◆ **Records provided**
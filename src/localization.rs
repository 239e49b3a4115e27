//! Localization for the cargo bot's three user-facing languages.
//!
//! All display text lives in `locales/{lang}/main.ftl`; this module only
//! resolves keys. Russian is the fallback for unknown language codes and for
//! keys that exist only in the Russian resource (the admin console is
//! Russian-only by design of the original service).

use anyhow::Result;
use fluent_bundle::concurrent::FluentBundle;
use fluent_bundle::{FluentArgs, FluentResource, FluentValue};
use std::collections::HashMap;
use std::fs;
use std::sync::Arc;
use unic_langid::LanguageIdentifier;

/// Language the bot falls back to when a user's stored code is unknown
pub const DEFAULT_LANG: &str = "ru";

/// Supported interface languages
#[derive(Debug, Clone, Copy, PartialEq, Eq, Hash)]
pub enum Lang {
    Ru,
    Tj,
    Uz,
}

impl Lang {
    pub const ALL: [Lang; 3] = [Lang::Ru, Lang::Tj, Lang::Uz];

    /// Language code as stored in the users table
    pub fn code(self) -> &'static str {
        match self {
            Lang::Ru => "ru",
            Lang::Tj => "tj",
            Lang::Uz => "uz",
        }
    }

    pub fn from_code(code: &str) -> Option<Lang> {
        match code {
            "ru" => Some(Lang::Ru),
            "tj" => Some(Lang::Tj),
            "uz" => Some(Lang::Uz),
            _ => None,
        }
    }
}

/// Localization manager holding one Fluent bundle per supported language
pub struct LocalizationManager {
    bundles: HashMap<String, FluentBundle<FluentResource>>,
}

impl LocalizationManager {
    /// Create a new localization manager
    pub fn new() -> Result<Self> {
        let mut bundles = HashMap::new();

        for lang in Lang::ALL {
            // "tj"/"uz" are stored codes, not BCP-47 region tags; they parse
            // fine as bare language identifiers.
            let locale: LanguageIdentifier = lang.code().parse()?;
            let bundle = Self::create_bundle(&locale)?;
            bundles.insert(lang.code().to_string(), bundle);
        }

        Ok(Self { bundles })
    }

    /// Create a fluent bundle for a specific locale
    fn create_bundle(locale: &LanguageIdentifier) -> Result<FluentBundle<FluentResource>> {
        let mut bundle = FluentBundle::new_concurrent(vec![locale.clone()]);
        // Telegram renders the isolate marks as visible garbage in some
        // clients, so interpolate without them.
        bundle.set_use_isolating(false);

        // Path relative to Cargo.toml
        let manifest_dir = std::env::var("CARGO_MANIFEST_DIR").unwrap_or_else(|_| ".".to_string());
        let resource_path = format!("{}/locales/{}/main.ftl", manifest_dir, locale);
        if let Ok(content) = fs::read_to_string(&resource_path) {
            if let Ok(resource) = FluentResource::try_new(content) {
                let _ = bundle.add_resource(resource);
            }
        }

        Ok(bundle)
    }

    /// Get a localized message in a specific language
    pub fn get_message_in_language(
        &self,
        key: &str,
        language: &str,
        args: Option<&[(&str, &str)]>,
    ) -> String {
        let bundle = match self.bundles.get(language) {
            Some(bundle) => bundle,
            None => match self.bundles.get(DEFAULT_LANG) {
                Some(bundle) => bundle,
                None => return format!("Missing translation: {}", key),
            },
        };

        let msg = match bundle.get_message(key) {
            Some(msg) => msg,
            None => {
                // Key absent in this language: fall back to the default bundle
                // (covers the Russian-only admin strings).
                if language != DEFAULT_LANG {
                    return self.get_message_in_language(key, DEFAULT_LANG, args);
                }
                return format!("Missing translation: {}", key);
            }
        };

        let pattern = match msg.value() {
            Some(pattern) => pattern,
            None => return format!("Missing value for key: {}", key),
        };

        let mut value = String::new();

        if let Some(args) = args {
            let fluent_args = FluentArgs::from_iter(
                args.iter().map(|(k, v)| (*k, FluentValue::from(*v))),
            );
            let _ = bundle.write_pattern(&mut value, pattern, Some(&fluent_args), &mut vec![]);
        } else {
            let _ = bundle.write_pattern(&mut value, pattern, None, &mut vec![]);
        }

        value
    }

    /// Check if a language is supported
    pub fn is_language_supported(&self, language: &str) -> bool {
        self.bundles.contains_key(language)
    }
}

/// Create a shared localization manager for use across async tasks
pub fn create_localization_manager() -> Result<Arc<LocalizationManager>> {
    Ok(Arc::new(LocalizationManager::new()?))
}

/// Convenience function to get a localized message in the user's language
pub fn t_lang(loc: &LocalizationManager, key: &str, language: &str) -> String {
    loc.get_message_in_language(key, resolve_language(loc, language), None)
}

/// Convenience function to get a localized message with arguments
pub fn t_args_lang(
    loc: &LocalizationManager,
    key: &str,
    args: &[(&str, &str)],
    language: &str,
) -> String {
    loc.get_message_in_language(key, resolve_language(loc, language), Some(args))
}

/// Map a stored language code to a supported one, defaulting to Russian
fn resolve_language<'a>(loc: &LocalizationManager, language: &'a str) -> &'a str {
    if loc.is_language_supported(language) {
        language
    } else {
        DEFAULT_LANG
    }
}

◆ **About this exercise**
The answer must consist of every line above that holds the string "function", copied exactly.

◆ **Solution for this problem**
/// Convenience function to get a localized message in the user's language
/// Convenience function to get a localized message with arguments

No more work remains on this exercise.